Still, he calls her with a deep longing in his heart that he doesn’t want to admit even to himself; impatient and fearing to hear her voice … But, he tries not to show it. His tone on the phone is as calm and natural as if they had spoken only the day before.
‘Hello, Mother. You know that island we went to when I was small, where we spent the night? You know, the one with the Devil’s Castle? Do you remember where it was?’
‘You are incredible, Deniz! Not a peep out of you for almost two months … Good thing you remembered that island. At least we know you’re still alive!’
‘Don’t start straight away, Mother. I told Dad I had left Iraq and was in Norway.’
‘So you think that’s sufficient, do you?’
‘Yes, Mother. I do. I don’t think you need to know more. Anyway do you remember what the island was called and where it was?’
‘I can’t remember the name, but I can recall roughly where it was. What are you going to do there?’
He lies. ‘I told my girlfriend about it, and she wants to go there during the holidays.’
He has no girlfriend; he is all alone. He knows it will make his mother happy to think that he is with a girl. My solitude has always hurt my mother. He feels guilty and sad. He pities both himself and his mother. The only way to eliminate this bad feeling is to enter a world where dreams and lies are intertwined.
‘My girlfriend’s gorgeous, Mother. You would love her if you saw her. Don’t worry. Your son isn’t alone any more. She works for the socialist newspaper here. I’ll start working as a photographer next month.’

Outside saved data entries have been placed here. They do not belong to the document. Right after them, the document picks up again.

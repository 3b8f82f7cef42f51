//! One-shot binding of Telegram's update delivery to this service.

use axum::http::{header, HeaderMap};
use serde_json::Value;
use tracing::{info, warn};

use crate::auth;
use crate::platform::types::SetWebhook;
use crate::platform::{self, PlatformApi, PlatformApiError};

pub const WEBHOOK_PATH: &str = "/webhook";

/// Update kinds the bot asks Telegram to deliver.
pub const ALLOWED_UPDATES: [&str; 3] = ["message", "callback_query", "pre_checkout_query"];

#[derive(Debug, thiserror::Error)]
pub enum RegistrationError {
    #[error("invalid setup key")]
    Unauthorized,
    #[error("request has no host header to derive the webhook URL from")]
    MissingHost,
    #[error(transparent)]
    Platform(#[from] PlatformApiError),
}

#[derive(Debug, Clone)]
pub struct Registration {
    pub url: String,
    pub result: Value,
}

/// First value of a possibly comma-separated proxy header.
fn first_value<'a>(headers: &'a HeaderMap, name: &str) -> Option<&'a str> {
    headers
        .get(name)
        .and_then(|v| v.to_str().ok())
        .and_then(|v| v.split(',').next())
        .map(str::trim)
        .filter(|v| !v.is_empty())
}

/// `<scheme>://<host>/webhook` as seen by the client, honoring reverse
/// proxy headers. Scheme defaults to https.
pub fn public_webhook_url(headers: &HeaderMap) -> Option<String> {
    let scheme = first_value(headers, "x-forwarded-proto").unwrap_or("https");
    let host = first_value(headers, "x-forwarded-host")
        .or_else(|| first_value(headers, header::HOST.as_str()))?;
    Some(format!("{}://{}{}", scheme, host, WEBHOOK_PATH))
}

/// Check `provided_key` and, if it matches, point the webhook at this service.
///
/// Pending updates queued before registration are dropped.
pub async fn register_webhook(
    api: &dyn PlatformApi,
    provided_key: Option<&str>,
    expected_key: Option<&str>,
    secret_token: Option<&str>,
    headers: &HeaderMap,
) -> Result<Registration, RegistrationError> {
    match (provided_key, expected_key) {
        (Some(provided), Some(expected)) if auth::secret_matches(provided, expected) => {}
        _ => {
            warn!("Webhook registration refused: setup key mismatch");
            return Err(RegistrationError::Unauthorized);
        }
    }

    let url = public_webhook_url(headers).ok_or(RegistrationError::MissingHost)?;

    let result = platform::request(
        api,
        "setWebhook",
        &SetWebhook {
            url: url.clone(),
            secret_token: secret_token.map(str::to_string),
            drop_pending_updates: true,
            allowed_updates: ALLOWED_UPDATES.iter().map(|s| s.to_string()).collect(),
        },
    )
    .await?;

    info!("Webhook registered at {}", url);
    Ok(Registration { url, result })
}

In a hurt voice Elif describes the location of the Devil’s Island as far as she can recollect it. ‘You’ll find it. It’s so quiet round there that anyone you ask will show you the way. As your girlfriend’s Norwegian, you can ask as you go along. Have a good holiday!’
He senses the doubt in his mother’s voice and hears the sadness that has returned just as the wounds were healing and when what happened has almost been forgotten.
‘Thanks, Mother. Say hello to Dad. I’m all right. Don’t worry about me. No, I don’t need anything. I’m fine, just fine.’
He didn’t need anything except a quiet, distant sanctuary — and an old vehicle to take him there; perhaps a motorbike … As long as it got him to the Devil’s Island, there was no need for more … He wouldn’t be going back anyway.
He recognized it as soon as he saw it from a distance. He was not surprised that his mother recalled the location so well after all those years. It made him angry. Professor Elif Eren, always unruffled, always clever and always right, never made a mistake! Please be wrong for once! Fail for a change! Stop making people feel like worms in front of you. Don’t crush them and reduce them to the test animals you dissect!
When he got closer to the island and saw the boat tied to the pier his anger collided with the sweet reminiscence of the scent and warmth of his mother’s bosom that rose up from the depths of his mind and dissipated. The woman with the baskets on her arms appeared through the mists of his memory and walked towards the boat. It was foggy and the Devil’s Castle was barely visible, but Deniz knew it was there from the playful memories of his childhood. As he boarded the boat with the motor cycle he had bought for almost nothing from a man who sold second-hand, third-hand even fifth-hand vehicles, he remembered his father’s words: ‘We are going to the Devil’s Island that was in the book your mother read to you.’ A shadow passed over his heart, something like regret. ‘Don’t go. Stay,’ he had said, ‘There is no place to run to, Son.’ His father’s eyes were moist. They were more than moist; they were full of tears. They think that I don’t notice, that I’m cold, unloving, whereas I notice everything. I feel and I understand, but I can do nothing. I become helpless. I shrug, pretend to be indifferent. I throw everything in the deep, bottomless pit within me — and I’m free of it.